The COVID-19 pandemic has placed countries further apart after local and international travel restrictions were implemented to mitigate the spread of the virus. For economies that greatly depend on tourism, more than two months of halted operations caused significant loss to their gross domestic product (GDP). However, as travel bans start to lift in countries that are slowly recovering from the effects of the pandemic, domestic tourism is showing potential in revitalizing economies, particularly in Southeast Asia.
As of May 29, Vietnam currently has 327 confirmed cases with zero virus-related deaths. Considering its 97 million population and geographical and economic proximity to China, the country has been successful in diminishing the spread of COVID-19. Its government recently launched the “Vietnamese people travel to Vietnam destinations” program to stimulate domestic tourism in their region, which will run until the end of the year, centered on locals’ specific tourism needs during the pandemic. Internal travels are highly encouraged while incoming flights are still suspended as hotels, resorts, airlines and travel agencies offer up to 50 percent discount.

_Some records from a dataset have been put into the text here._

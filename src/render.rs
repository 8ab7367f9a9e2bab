use std::sync::atomic::{AtomicBool, Ordering};
use std::sync::Arc;

use base64::engine::{general_purpose::GeneralPurpose, DecodePaddingMode, GeneralPurposeConfig};
use base64::{alphabet, Engine};
use chrono::{DateTime, Utc};
use parking_lot::RwLock;
use serde::Serialize;
use serde_with::skip_serializing_none;
use tracing::{debug, info};
use uuid::Uuid;

use crate::gemini::FloralModel;
use crate::models::{FloralAnalysisResponse, Suggestion};

// Inline image data is not always padded.
const DATA_URL_ENGINE: GeneralPurpose = GeneralPurpose::new(
    &alphabet::STANDARD,
    GeneralPurposeConfig::new().with_decode_padding_mode(DecodePaddingMode::Indifferent),
);

#[derive(Debug, Clone, PartialEq)]
pub enum CardImage {
    Loading,
    Ready(String),
    Unavailable,
}

#[derive(Debug, Clone, Copy, PartialEq, Eq, Serialize)]
#[serde(rename_all = "kebab-case")]
pub enum CardImageState {
    LoadingImage,
    HasImage,
    NoImage,
}

impl CardImage {
    pub fn state(&self) -> CardImageState {
        match self {
            CardImage::Loading => CardImageState::LoadingImage,
            CardImage::Ready(_) => CardImageState::HasImage,
            CardImage::Unavailable => CardImageState::NoImage,
        }
    }
}

/// One suggestion on screen. Mounting starts its preview request; the result
/// is only written back while the card is still mounted.
pub struct SuggestionCard {
    pub index: usize,
    pub suggestion: Arc<Suggestion>,
    image: Arc<RwLock<CardImage>>,
    mounted: Arc<AtomicBool>,
}

impl SuggestionCard {
    pub fn mount(index: usize, suggestion: Suggestion, model: Arc<dyn FloralModel>, api_key: String) -> Self {
        let card = Self {
            index,
            suggestion: Arc::new(suggestion),
            image: Arc::new(RwLock::new(CardImage::Loading)),
            mounted: Arc::new(AtomicBool::new(true)),
        };

        let suggestion = card.suggestion.clone();
        let image = card.image.clone();
        let mounted = card.mounted.clone();
        tokio::spawn(async move {
            let result = model.generate_floral_image(&suggestion, &api_key).await;
            let mut slot = image.write();
            if !mounted.load(Ordering::Acquire) {
                debug!("Discarding preview for unmounted card {}", index);
                return;
            }
            *slot = match result {
                Some(url) => CardImage::Ready(url),
                None => CardImage::Unavailable,
            };
        });

        card
    }

    pub fn image(&self) -> CardImage { self.image.read().clone() }

    /// Stops the pending result from landing. The request itself keeps running.
    pub fn unmount(&self) {
        let _slot = self.image.write();
        self.mounted.store(false, Ordering::Release);
    }

    #[cfg(test)]
    pub(crate) fn image_slot(&self) -> Arc<RwLock<CardImage>> { self.image.clone() }

    fn snapshot(&self, view_id: Uuid) -> CardSnapshot {
        let image = self.image.read();
        CardSnapshot {
            index: self.index,
            suggestion: (*self.suggestion).clone(),
            image: image.state(),
            // Unavailable cards still have a placeholder to show.
            image_url: (!matches!(*image, CardImage::Loading))
                .then(|| format!("/api/cards/{}/image?view={}", self.index, view_id)),
        }
    }
}

pub struct ResultView {
    pub id: Uuid,
    pub rendered_at: DateTime<Utc>,
    pub analysis: String,
    pub identified_flowers: Vec<String>,
    pub cards: Vec<SuggestionCard>,
}

impl ResultView {
    /// Lays out one card per suggestion, in the order received, and fires
    /// every preview request at once.
    pub fn mount(response: FloralAnalysisResponse, model: Arc<dyn FloralModel>, api_key: &str) -> Self {
        let FloralAnalysisResponse { analysis, identified_flowers, suggestions } = response;
        info!("🖼️ Mounting {} suggestion cards", suggestions.len());
        let cards = suggestions
            .into_iter()
            .enumerate()
            .map(|(index, s)| SuggestionCard::mount(index, s, model.clone(), api_key.to_string()))
            .collect();
        Self { id: Uuid::new_v4(), rendered_at: Utc::now(), analysis, identified_flowers, cards }
    }

    pub fn card(&self, index: usize) -> Option<&SuggestionCard> { self.cards.get(index) }

    pub fn snapshot(&self) -> ResultSnapshot {
        ResultSnapshot {
            id: self.id,
            rendered_at: self.rendered_at,
            analysis: self.analysis.clone(),
            identified_flowers: self.identified_flowers.clone(),
            cards: self.cards.iter().map(|c| c.snapshot(self.id)).collect(),
        }
    }
}

impl Drop for ResultView {
    fn drop(&mut self) {
        for card in &self.cards {
            card.unmount();
        }
    }
}

#[derive(Debug, Clone, Serialize)]
#[serde(rename_all = "camelCase")]
pub struct ResultSnapshot {
    pub id: Uuid,
    pub rendered_at: DateTime<Utc>,
    pub analysis: String,
    pub identified_flowers: Vec<String>,
    pub cards: Vec<CardSnapshot>,
}

#[skip_serializing_none]
#[derive(Debug, Clone, Serialize)]
#[serde(rename_all = "camelCase")]
pub struct CardSnapshot {
    pub index: usize,
    pub suggestion: Suggestion,
    pub image: CardImageState,
    pub image_url: Option<String>,
}

/// Splits `data:<mime>;base64,<payload>` into its MIME type and decoded bytes.
pub fn decode_data_url(url: &str) -> Option<(String, Vec<u8>)> {
    let rest = url.strip_prefix("data:")?;
    let (meta, payload) = rest.split_once(',')?;
    let mime = meta.strip_suffix(";base64")?;
    let bytes = DATA_URL_ENGINE.decode(payload).ok()?;
    Some((if mime.is_empty() { "application/octet-stream".to_string() } else { mime.to_string() }, bytes))
}

fn safe_color(color: &str) -> Option<&str> {
    let c = color.trim();
    let hex = c.strip_prefix('#').is_some_and(|h| matches!(h.len(), 3 | 4 | 6 | 8) && h.chars().all(|ch| ch.is_ascii_hexdigit()));
    let named = !c.is_empty() && c.len() <= 20 && c.chars().all(|ch| ch.is_ascii_alphabetic());
    (hex || named).then_some(c)
}

/// Picture-frame icon over a gradient of the suggestion's palette, shown when
/// a card has no generated image.
pub fn placeholder_svg(suggestion: &Suggestion) -> String {
    let mut colors = suggestion.color_palette.iter().filter_map(|c| safe_color(c));
    let from = colors.next().unwrap_or("#F5F5F4");
    let to = colors.next().unwrap_or(from);

    format!(r##"<svg width="400" height="300" xmlns="http://www.w3.org/2000/svg">
    <defs>
        <linearGradient id="grad" x1="0%" y1="0%" x2="100%" y2="100%">
            <stop offset="0%" style="stop-color:{from};stop-opacity:0.35" />
            <stop offset="100%" style="stop-color:{to};stop-opacity:0.2" />
        </linearGradient>
    </defs>
    <rect width="400" height="300" fill="url(#grad)" />
    <g fill="none" stroke="#D6D3D1" stroke-width="6" stroke-linecap="round" stroke-linejoin="round">
        <rect x="152" y="102" width="96" height="96" rx="12" />
        <circle cx="182" cy="132" r="10" />
        <path d="M248 170 L218 140 L158 198" />
    </g>
</svg>"##)
}

#[cfg(test)]
mod tests {
    use super::*;
    use crate::gemini::GeminiError;
    use crate::models::{sample_suggestion, ImagePayload, Language};
    use async_trait::async_trait;
    use pretty_assertions::assert_eq;
    use std::time::Duration;
    use tokio::sync::Notify;

    /// Images for titles starting with "fail" come back empty; everything
    /// else waits for `gate` when one is set.
    struct FakePainter {
        gate: Option<Arc<Notify>>,
    }

    #[async_trait]
    impl FloralModel for FakePainter {
        async fn analyze_floral_request(
            &self, _: &str, _: Option<&ImagePayload>, _: Language, _: &str,
        ) -> Result<FloralAnalysisResponse, GeminiError> {
            unreachable!("cards never analyze")
        }

        async fn generate_floral_image(&self, suggestion: &Suggestion, _: &str) -> Option<String> {
            if let Some(gate) = &self.gate {
                gate.notified().await;
            }
            (!suggestion.title.starts_with("fail")).then(|| format!("data:image/png;base64,{}", "iVBORw0KGgo"))
        }
    }

    fn response(titles: &[&str]) -> FloralAnalysisResponse {
        FloralAnalysisResponse {
            analysis: "Soft and bright".into(),
            identified_flowers: vec![],
            suggestions: titles.iter().map(|t| sample_suggestion(t)).collect(),
        }
    }

    async fn settled(view: &ResultView) {
        tokio::time::timeout(Duration::from_secs(5), async {
            while view.cards.iter().any(|c| c.image() == CardImage::Loading) {
                tokio::time::sleep(Duration::from_millis(5)).await;
            }
        })
        .await
        .expect("card images did not settle");
    }

    #[tokio::test]
    async fn one_failed_preview_leaves_other_cards_alone() {
        let view = ResultView::mount(response(&["A", "fail B", "C"]), Arc::new(FakePainter { gate: None }), "k");
        settled(&view).await;

        let states: Vec<_> = view.cards.iter().map(|c| c.image().state()).collect();
        assert_eq!(states, vec![CardImageState::HasImage, CardImageState::NoImage, CardImageState::HasImage]);
        let titles: Vec<_> = view.snapshot().cards.into_iter().map(|c| c.suggestion.title).collect();
        assert_eq!(titles, vec!["A", "fail B", "C"]);
    }

    #[tokio::test]
    async fn failed_preview_links_to_its_placeholder() {
        let view = ResultView::mount(response(&["fail A"]), Arc::new(FakePainter { gate: None }), "k");
        settled(&view).await;
        let json = serde_json::to_value(view.snapshot()).unwrap();
        assert_eq!(json["cards"][0]["image"], "no-image");
        assert!(json["cards"][0]["imageUrl"].as_str().unwrap().starts_with("/api/cards/0/image?view="));
    }

    #[tokio::test]
    async fn unmounted_card_drops_late_result() {
        let gate = Arc::new(Notify::new());
        let view = ResultView::mount(response(&["A"]), Arc::new(FakePainter { gate: Some(gate.clone()) }), "k");
        let slot = view.cards[0].image_slot();
        let loading = view.snapshot();
        assert_eq!(loading.cards[0].image, CardImageState::LoadingImage);
        assert_eq!(loading.cards[0].image_url, None);

        drop(view);
        gate.notify_one();
        tokio::time::sleep(Duration::from_millis(50)).await;
        assert_eq!(*slot.read(), CardImage::Loading);
    }

    #[tokio::test]
    async fn zero_suggestions_render_no_cards() {
        let view = ResultView::mount(response(&[]), Arc::new(FakePainter { gate: None }), "k");
        assert!(view.snapshot().cards.is_empty());
    }

    #[tokio::test]
    async fn ready_cards_expose_an_image_url() {
        let view = ResultView::mount(response(&["A"]), Arc::new(FakePainter { gate: None }), "k");
        settled(&view).await;
        let json = serde_json::to_value(view.snapshot()).unwrap();
        assert_eq!(json["cards"][0]["image"], "has-image");
        assert!(json["cards"][0]["imageUrl"].as_str().unwrap().starts_with("/api/cards/0/image"));
        assert_eq!(json["identifiedFlowers"], serde_json::json!([]));
    }

    #[test]
    fn data_urls_decode() {
        let (mime, bytes) = decode_data_url("data:image/jpeg;base64,/9j/").unwrap();
        assert_eq!(mime, "image/jpeg");
        assert_eq!(bytes, vec![0xFF, 0xD8, 0xFF]);
        let (mime, bytes) = decode_data_url("data:image/png;base64,iVBORw0KGgo").unwrap();
        assert_eq!(mime, "image/png");
        assert_eq!(&bytes[..4], &[0x89, b'P', b'N', b'G']);
        assert!(decode_data_url("https://example.com/a.png").is_none());
        assert!(decode_data_url("data:image/png,plain").is_none());
    }

    #[test]
    fn placeholder_only_uses_safe_colors() {
        let mut suggestion = sample_suggestion("A");
        suggestion.color_palette = vec!["\"/><script>".into(), "#abc".into(), "lavender".into()];
        let svg = placeholder_svg(&suggestion);
        assert!(svg.contains("stop-color:#abc"));
        assert!(svg.contains("stop-color:lavender"));
        assert!(!svg.contains("script"));
    }
}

However, domestic spending only constitutes an estimated 40 to 45 percent of tourism’s 12 percent partaking in Vietnam’s GDP last year. With limited household finances, the Vietnamese government needs to encourage not just national travels but also increased local spending.
On the other hand, Thailand with 40 million tourist arrivals last year was the most visited country in Southeast Asia. According to Oxford Business Group, over 17 percent of Thailand’s direct and indirect GDP is obtained from tourism, six percent of which are from domestic tourists. The Thai government’s 2020-2021 loan of BT1 trillion or $31.3 billion is expected to be channeled towards industry-reviving incentives and subsidies.

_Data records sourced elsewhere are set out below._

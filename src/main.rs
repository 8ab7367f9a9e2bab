mod config;
mod gemini;
mod i18n;
mod models;
mod prompts;
mod render;
mod routes;
mod session;
mod settings;

use anyhow::Context;
use routes::{router, AppState};
use std::net::SocketAddr;
use std::sync::Arc;
use tracing_subscriber::{fmt, EnvFilter};

use crate::config::Config;
use crate::gemini::{FloralModel, GeminiClient};
use crate::session::Session;
use crate::settings::SettingsStore;

#[tokio::main]
async fn main() -> anyhow::Result<()> {
    // Load environment variables from .env file
    dotenv::dotenv().ok();

    // Init tracing
    let filter = EnvFilter::try_from_default_env().unwrap_or_else(|_| EnvFilter::new("info"));
    fmt().with_env_filter(filter).init();

    let config = Config::from_env();
    tracing::info!(
        settings = %config.settings_path.display(),
        analysis_model = %config.analysis_model,
        image_model = %config.image_model,
        "Loaded configuration"
    );

    let settings = Arc::new(SettingsStore::load(&config.settings_path, config.api_key.clone()));
    if !settings.public().has_api_key {
        tracing::warn!("No Gemini API key configured yet; set one via PUT /api/settings");
    }

    let gemini: Arc<dyn FloralModel> = Arc::new(GeminiClient::from_config(&config));
    let state = AppState {
        session: Arc::new(Session::new(gemini, settings)),
    };

    let app = router(state, config.max_upload_bytes);

    let addr = SocketAddr::from(([0, 0, 0, 0], config.port));
    let listener = tokio::net::TcpListener::bind(addr)
        .await
        .with_context(|| format!("failed to bind {}", addr))?;
    tracing::info!(%addr, "Starting server");
    axum::serve(listener, app)
        .with_graceful_shutdown(shutdown_signal())
        .await
        .context("server error")?;
    Ok(())
}

async fn shutdown_signal() {
    if let Err(e) = tokio::signal::ctrl_c().await {
        tracing::error!("Failed to listen for shutdown signal: {}", e);
        std::future::pending::<()>().await;
    }
    tracing::info!("Shutting down");
}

In the case of the Philippines, 12.7 percent of its 2018 GDP is derived from tourism with 110 million domestic tourists in the same year, an increase of 14.1 percent from 2017. The local government is working on re-establishing domestic tourism by polishing safety measures, social distancing regulations and other health protocols. Fourteen billion pesos of the P27.1 billion COVID-19 stimulus package is dedicated to the Department of Tourism’s programs and projects. Estimates, however, suggest that around $9 billion will be taken out of tourism this year.

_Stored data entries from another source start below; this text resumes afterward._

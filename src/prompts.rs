use serde_json::{json, Value};

use crate::models::Suggestion;

pub const SYSTEM_INSTRUCTION: &str = r#"
You are an expert floral designer and botanist with impeccable taste. Your goal is to assist users in creating beautiful floral arrangements.

1.  **Analyze**: Look at the provided image (if any) to identify the main flowers. Read the user's text (if any) to understand the occasion, mood, or specific needs.
2.  **Identify**: If an image is provided, list the dominant flowers found.
3.  **Recommend**: Based on the identified flowers AND/OR the user's request, provide 3 distinct floral arrangement suggestions.
    *   Consider color theory, texture, seasonality, and symbolism.
    *   Suggestions should range from simple to elaborate.
    *   **Crucial**: Include the "Language of Flowers" (symbolism) for the main flowers chosen.
    *   **Crucial**: Provide a "Blessing" message. This message must be concise, literary, poetic, and emotionally resonant (e.g., "May your days be as bright as these sunflowers").
4.  **Format**: Return the result strictly as JSON.

Your tone should be elegant, helpful, and inspiring.
"#;

/// Sent in place of the user's text when only a photo was supplied.
pub const FALLBACK_PROMPT: &str = "Please analyze this flower image and suggest pairings.";

pub const IMAGE_ASPECT_RATIO: &str = "4:3";

pub const SUGGESTION_FIELDS: [&str; 7] =
    ["title", "description", "flowerList", "colorPalette", "vibe", "flowerLanguage", "blessing"];

pub fn user_prompt(text: &str) -> &str {
    if text.trim().is_empty() { FALLBACK_PROMPT } else { text }
}

/// Declared output schema for the analysis call, in Gemini's OpenAPI subset.
pub fn response_schema() -> Value {
    json!({
        "type": "OBJECT",
        "properties": {
            "analysis": {
                "type": "STRING",
                "description": "A brief, elegant analysis of the user's request and image"
            },
            "identifiedFlowers": {
                "type": "ARRAY",
                "items": { "type": "STRING" },
                "description": "List of flowers identified in the image (if any). Empty if no image."
            },
            "suggestions": {
                "type": "ARRAY",
                "description": "3 distinct floral arrangement suggestions",
                "items": {
                    "type": "OBJECT",
                    "properties": {
                        "title": { "type": "STRING", "description": "A creative title for the arrangement" },
                        "description": { "type": "STRING", "description": "Why this works and how to arrange it" },
                        "flowerList": {
                            "type": "ARRAY",
                            "items": { "type": "STRING" },
                            "description": "List of specific flowers and greenery to buy"
                        },
                        "colorPalette": {
                            "type": "ARRAY",
                            "items": { "type": "STRING" },
                            "description": "List of 3-4 hex color codes representing the palette"
                        },
                        "vibe": { "type": "STRING", "description": "One or two words describing the mood (e.g., Romantic, Rustic)" },
                        "flowerLanguage": { "type": "STRING", "description": "Concise symbolic meaning of the main flowers." },
                        "blessing": {
                            "type": "STRING",
                            "description": "A short, concise, literary, and poetic blessing or wish suitable for a card accompanying the flowers."
                        }
                    },
                    "required": SUGGESTION_FIELDS
                }
            }
        },
        "required": ["analysis", "identifiedFlowers", "suggestions"]
    })
}

pub fn build_image_prompt(suggestion: &Suggestion) -> String {
    format!(
        "A professional, photorealistic 3D visualization of a floral arrangement based on the following details:\n\n\
        - Vibe/Style: {vibe}\n\
        - Arrangement Description: {description}\n\
        - Flowers included: {flowers}\n\
        - Color Palette: {palette}\n\n\
        Directives:\n\
        1. The image must contain ONLY the floral arrangement in a studio setting.\n\
        2. High quality, clear focus, neutral soft background.\n\
        3. CRITICAL: Do NOT include any text, titles, descriptions, watermarks, or overlays in the generated image. Purely visual.",
        vibe = suggestion.vibe,
        description = suggestion.description,
        flowers = suggestion.flower_list.join(", "),
        palette = suggestion.color_palette.join(", "),
    )
}

#[cfg(test)]
mod tests {
    use super::*;
    use crate::models::sample_suggestion;

    #[test]
    fn blank_text_falls_back() {
        assert_eq!(user_prompt("  "), FALLBACK_PROMPT);
        assert_eq!(user_prompt("birthday for mum"), "birthday for mum");
    }

    #[test]
    fn image_prompt_lists_suggestion_details() {
        let prompt = build_image_prompt(&sample_suggestion("Dawn"));
        assert!(prompt.contains("Vibe/Style: Romantic"));
        assert!(prompt.contains("Flowers included: Peony, Eucalyptus"));
        assert!(prompt.contains("Color Palette: #F4C2C2, #8FBC8F, #FFFFFF"));
        assert!(prompt.contains("Do NOT include any text"));
    }

    #[test]
    fn schema_requires_all_suggestion_fields() {
        let schema = response_schema();
        let required = schema.pointer("/properties/suggestions/items/required").unwrap();
        assert_eq!(required.as_array().unwrap().len(), 7);
        assert_eq!(schema["required"], json!(["analysis", "identifiedFlowers", "suggestions"]));
    }
}
use std::sync::Arc;

use frigosync_mock::run;
use frigosync_mock::settings::Settings;

#[tokio::main]
async fn main() {
    let settings = Arc::new(Settings::new().expect("Failed to load settings."));

    tracing_subscriber::fmt()
        .with_env_filter(tracing_subscriber::EnvFilter::try_from_default_env().unwrap_or_else(|_| {
            let app_name = env!("CARGO_PKG_NAME").replace('-', "_");
            let level = settings.logger.level.as_str();

            format!("{app_name}={level}").into()
        }))
        .init();

    run(&settings).await;
}
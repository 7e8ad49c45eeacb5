mod alert;
mod event;
mod history;
mod status;

pub use alert::{AlertMessage, Severity};
pub use event::{EventType, SystemEvent};
pub use history::{FilterOptions, HistoricalDataPoint};
pub use status::{StatusPayload, SystemStatus};
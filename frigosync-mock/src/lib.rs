//! Mock appliance controller.
//!
//! Serves the device HTTP surface over the core simulator so the
//! monitor can be developed and tested without hardware.

use std::sync::Arc;

use axum::Router;
use axum::extract::State;
use axum::http::StatusCode;
use axum::response::{IntoResponse, Json, Response};
use axum::routing::{get, post};
use frigosync_core::models::StatusPayload;
use frigosync_core::{DeviceSimulator, HysteresisProfile};
use serde::Deserialize;
use serde_json::json;
use tokio::sync::Mutex;

use crate::settings::Settings;

pub mod settings;

#[derive(Clone)]
pub struct AppState {
    simulator: Arc<Mutex<DeviceSimulator>>,
}

pub fn create_app() -> Router {
    let state = AppState {
        simulator: Arc::new(Mutex::new(DeviceSimulator::new(HysteresisProfile::default()))),
    };

    Router::new()
        .route("/api/status", get(get_status))
        .route("/api/settings", post(update_settings))
        .with_state(state)
}

async fn get_status(State(state): State<AppState>) -> Json<StatusPayload> {
    let mut simulator = state.simulator.lock().await;
    let status = simulator.next_status();

    tracing::debug!(
        temperature = status.temperature,
        relay = status.relay_state,
        "serving status"
    );

    Json(StatusPayload::from(&status))
}

#[derive(Debug, Clone, Copy, Deserialize)]
#[serde(rename_all = "lowercase")]
enum ThresholdKind {
    Min,
    Max,
}

#[derive(Debug, Deserialize)]
struct UpdateThresholdRequest {
    kind: ThresholdKind,
    value: f64,
}

async fn update_settings(
    State(state): State<AppState>,
    Json(request): Json<UpdateThresholdRequest>,
) -> Response {
    let mut simulator = state.simulator.lock().await;

    let profile = simulator.profile();
    let (min, max) = match request.kind {
        ThresholdKind::Min => (request.value, profile.max_temp()),
        ThresholdKind::Max => (profile.min_temp(), request.value),
    };

    match simulator.set_thresholds(min, max) {
        Ok(()) => StatusCode::NO_CONTENT.into_response(),
        Err(e) => {
            tracing::warn!("rejected threshold update: {e}");
            (
                StatusCode::BAD_REQUEST,
                Json(json!({ "error": e.to_string() })),
            )
                .into_response()
        }
    }
}

pub async fn run(settings: &Arc<Settings>) {
    let app = create_app();
    let addr = format!("{}:{}", settings.server.host, settings.server.port);

    let listener = tokio::net::TcpListener::bind(&addr)
        .await
        .expect("Failed to bind mock controller address.");

    tracing::info!("mock controller listening on {addr}");

    axum::serve(listener, app)
        .await
        .expect("Mock controller server failed.");
}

Domestic travels are expected to dampen the major losses of emerging economies but are unlikely to fully compensate for the impact international travel restrictions have incurred. The International Monetary Fund (IMF) expects the 2020 global economy to decline by three percent and emerging markets by one percent, a major blow on lower- to middle-income countries whose tourism heavily relies on foreign visits. High rates of unemployment during the pandemic also put a strain on household finances, putting travel among the least priorities. In a scenario where the pandemic subsides in the second half of 2020, with containment restrictions unwinding, economic activity normalizing and policy supports ensuing, the IMF predicts that the global economy will rise by 5.8 percent in 2021.
After domestic travel, selective international travels seem to be the next viable step after health and safety restrictions slowly ease. Some countries are already looking into “travel bubble” plans where they will open their borders to countries that have significantly limited the spread of the virus. Estonia, Latvia and Lithuania have already worked on this movement halfway through May. Vietnam is already considering the same idea with Australia and New Zealand as well as with some key tourist markets in China and South Korea. The Indonesian government is also planning a phased foreign travel reopening in Bali between June and October once improvements on controlling the virus are sustained.